Maël is well surrounded and, even if the road is still long and he is not safe from a new operation in the coming years, his smile would almost make him forget the nightmare months he and his family have just experienced:
« He’s fine, he laughs a lot. He eats very well. He’s solid! He’s seven months old, but we can dress him in a year. We’re fine too. In any case, we are better. We will not forget the months we have lived. We have lost weight. We didn’t know what to do to improve things. Today, with this action led by Provale, we have decided to talk, to tell our story. So that all those who would be in our situation would see that they are not alone. After our testimony to the newspaper La Montagne, we received a lot of calls and testimonies. You can’t imagine that so many people are going through similar things. These associations are very important! They must be known. We hadn’t heard of it before. So it’s good that rugby is mobilized, that everyone is mobilized. It makes things move in the right direction. We will also try to create an association in Brive, to share our experience and help those who need it. We would like to take this opportunity to thank all the medical staff at the Brive, Limoges and Bordeaux hospitals. Maël was very well surrounded ».
It’s ten o’clock. A little twittering is spreading across the house. Maël wakes up from his sleep in. Ready to devour life, impeccably supported by Richard and Lauriane.
INTERVIEW – CYRIL BAILLE
« Anyone can be affected by the disease »
Provale : You posted a photo on social networks to support the association Petit Cœur de Beurre. Can you tell us more about this process?

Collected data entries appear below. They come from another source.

//! Per-member lazy schema cache.
//!
//! One reflector exists per (declaring type, member name) pair. Every
//! field follows the write-once-then-frozen discipline: computed on
//! first demand, settled forever, recomputed harmlessly under races
//! because the inputs are immutable metadata. A failed computation
//! leaves its field unset, so later callers retry instead of observing
//! a poisoned cache.

use crate::registry::metadata::SerializationVisibility;
use crate::registry::metadata::TypeRef;
use crate::registry::NativeRegistry;
use crate::types::{AssemblyS, MethodDescription, TypeDescription};
use crate::utils::{FlagCache, LazySlot};
use crate::value::Value;
use std::sync::OnceLock;

/// Packed boolean facts about a member.
pub mod flags {
    pub const IS_EVENT: u16 = 1 << 0;
    pub const IS_DIRECTIVE: u16 = 1 << 1;
    pub const IS_IMPLICIT: u16 = 1 << 2;
    pub const IS_ATTACHABLE: u16 = 1 << 3;
    pub const IS_STATIC: u16 = 1 << 4;
    pub const IS_READ_ONLY: u16 = 1 << 5;
    pub const IS_WRITE_ONLY: u16 = 1 << 6;
    pub const IS_AMBIENT: u16 = 1 << 7;
    pub const IS_UNKNOWN: u16 = 1 << 8;
    pub const IS_READ_PUBLIC: u16 = 1 << 9;
    pub const IS_WRITE_PUBLIC: u16 = 1 << 10;
}

#[derive(Default)]
pub struct MemberReflector {
    pub(crate) getter: LazySlot<MethodDescription>,
    pub(crate) setter: LazySlot<MethodDescription>,
    /// For attached members: the type the member applies to, computed
    /// from the accessor's first parameter.
    pub(crate) target_type: LazySlot<TypeRef>,
    pub(crate) type_converter: LazySlot<String>,
    pub(crate) value_serializer: LazySlot<String>,
    pub(crate) deferring_loader: LazySlot<String>,
    pub(crate) constructor_argument: LazySlot<String>,
    /// `Absent` means "no default value recorded", which is distinct
    /// from a recorded default of null.
    pub(crate) default_value: LazySlot<Value>,
    pub(crate) serialization_visibility: OnceLock<SerializationVisibility>,
    pub(crate) depends_on: OnceLock<Vec<String>>,
    pub(crate) flags: FlagCache,
}

impl MemberReflector {
    pub fn new() -> Self {
        Self::default()
    }

    /// The shared frozen reflector for unknown members. Every field is
    /// pre-settled so the hot "member not found" path never computes or
    /// locks anything.
    pub fn unknown() -> Self {
        let r = Self::new();
        r.getter.set_absent_if_unset();
        r.setter.set_absent_if_unset();
        r.target_type.set_absent_if_unset();
        r.type_converter.set_absent_if_unset();
        r.value_serializer.set_absent_if_unset();
        r.deferring_loader.set_absent_if_unset();
        r.constructor_argument.set_absent_if_unset();
        r.default_value.set_absent_if_unset();
        let _ = r
            .serialization_visibility
            .set(SerializationVisibility::Visible);
        let _ = r.depends_on.set(Vec::new());
        r.flags.set(flags::IS_UNKNOWN, true);
        for mask in [
            flags::IS_EVENT,
            flags::IS_DIRECTIVE,
            flags::IS_IMPLICIT,
            flags::IS_ATTACHABLE,
            flags::IS_STATIC,
            flags::IS_READ_ONLY,
            flags::IS_WRITE_ONLY,
            flags::IS_AMBIENT,
            flags::IS_READ_PUBLIC,
            flags::IS_WRITE_PUBLIC,
        ] {
            r.flags.set(mask, false);
        }
        r
    }

    /// Whether a non-public accessor declared in `method`'s assembly is
    /// usable from code in `accessor` (same assembly, or a registered
    /// friend). Failures degrade to "not visible"; they never raise.
    pub fn is_internal_visible_to(
        registry: &NativeRegistry,
        method: MethodDescription,
        accessor: AssemblyS,
    ) -> bool {
        registry.is_internal_visible(method.assembly(), accessor)
    }

    /// Whether a protected accessor is usable from `accessing`: only
    /// from the declaring type itself or one of its subclasses.
    pub fn is_protected_visible_to(
        registry: &NativeRegistry,
        method: MethodDescription,
        accessing: TypeDescription,
    ) -> bool {
        registry.is_subclass_of(accessing, method.parent)
    }
}

#[cfg(test)]
mod tests {
    use super::*;

    #[test]
    fn unknown_reflector_is_fully_settled() {
        let r = MemberReflector::unknown();
        assert!(r.getter.is_absent());
        assert!(r.setter.is_absent());
        assert!(r.default_value.is_absent());
        assert_eq!(r.flags.get(flags::IS_UNKNOWN), Some(true));
        assert_eq!(r.flags.get(flags::IS_EVENT), Some(false));
        assert_eq!(r.flags.get(flags::IS_READ_ONLY), Some(false));
        assert!(r.depends_on.get().is_some());
    }

    #[test]
    fn default_value_absence_is_not_null() {
        let r = MemberReflector::new();
        assert!(!r.default_value.is_set());
        r.default_value.set_value_if_unset(Value::Null);
        assert!(r.default_value.is_set());
        assert!(!r.default_value.is_absent());
        assert_eq!(r.default_value.value(), Some(&Value::Null));
    }
}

Cyril Baille : This association helps children with congenital heart disease and supports their families. I was contacted, with « Juju » Marchand, to team up with the association. We we accepted right away. As a result, we go to see the children at the hospital from time to time, we attend gala evenings and hold actions to support the association.
Provale : Is it important for you to get involved in an association?
Cyril Baille : Yes, it is. Really! On the one hand, this puts many things into perspective. When we see these children fighting, we think that we have no right to complain about stupid things. Then I tell myself that it is our duty to give a little of our time to others. They are so happy to see us! I know some of them that I see again during my visits and a link is necessarily created.
Provale : Did you feel touched by the fact that Provale challenged the players with the photo challenge and that they were present?
Cyril Baille : Yes, I really do! It’s great to see that the players have mobilized. The association was very touched and the children were happy. So do I. It is a great initiative and a great collective action.
Provale : Do you think this is part of Provale’s mission?
Cyril Baille : Of course, this is one of the vocations of Provale in my opinion. It is very important to support associations. Many people dream in front of us and do not have an easy life. It is through small actions like photography that we can do good things around us.
Provale : Richard Fourcade, son’s suffers from a heart condition, did you knew about this before this action took place ?
Cyril Baille : No, I was not aware of that. I think it’s very important that we support him and his wife much as we all can. We have helped each other. It is important to see that this does not only happen to others. Anyone can be affected by the disease.